The client found using temporary workers had been unsuccessful, Sebring said. Time was of the essence to ensure the client met the filing date.

By the time the men departed San Francisco, arrangements had been made to make staff in the United Kingdom as well as staff from Leading Edge Alliance firms in France and Italy available to assist Sebring's clients.

Within a week, representatives of H.W. Fisher, armed with hundreds of documents used by CCR for the client's U.S. SOX 404 assignment, had met with the client in the United Kingdom and set a timetable for the work. Within a few days, both the Italian and French firms, which also obtained the information from the U.S. case, talked to the client as well.

"Nobody wants the problem of internal wrangling between firms that are not working together and trying to score points," say both H.W. Fisher and CCR representatives.

Companies operating in a global world often face challenges of doing business in another country. Yet, many do not realize that their current network of local advisors could lead them to an international network of advisors, one where trust and understanding already have been established.

Frans Tijssen of Bol Accountants, a Leading Edge Alliance firm in the Netherlands, says he only sees growth in the need for businesses to find advisors outside the United States.

"It was already very common in, for example, Europe to trade in different countries, and there are a lot of (business) contacts between the United States, Europe as well as the Far East," he says. "Our expectations are that there will be a stark increase in (the need for) contacts in the upcoming years."

He says referrals from U.S. firms typically begin with legal and tax advice concerning forming a subsidiary in the country. "Later on, it will be auditing and consulting with that company," Tijssen explains. "Sometimes we get involved in a merger or takeover of a Dutch-based and -owned company by a U.S. company."

Tijssen says that Sarbanes-Oxley also has meant new business from U.S. clients for Bol in addition to the issues involved with ex-pats, employees who work in one country but live in another.

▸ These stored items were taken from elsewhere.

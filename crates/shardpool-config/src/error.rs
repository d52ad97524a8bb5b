//! Error type for configuration loading and validation.

use thiserror::Error;

/// Errors raised while loading or validating the config file.
///
/// These are fatal at process startup and nowhere else.
#[derive(Debug, Error)]
pub enum ConfigError {
    #[error("failed to read config file {path}: {source}")]
    Read {
        path: String,
        #[source]
        source: std::io::Error,
    },

    #[error("failed to parse config file: {0}")]
    Parse(#[from] toml::de::Error),

    #[error("invalid config: {0}")]
    Invalid(String),
}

The Leading Edge Alliance allows its members, both in and outside the United States, to share all kinds of business and market information with each other. Members also meet three to five times a year at various meetings and conferences, enabling them to know whom to call when they need specific information about regulations as well as legal and fiscal matters.

One client asked its U.S. LEA firm about the need to pay value-added tax on goods they were supplying to the United Kingdom. The U.S. firm was able to turn to the U.K.'s H.W. Fisher, which pointed out that not only was value-added tax a concern for the client but advised that the client's U.K. activities also would be subject to profits tax. The advice to the client was that the best course of action was to form a U.K. corporate subsidiary.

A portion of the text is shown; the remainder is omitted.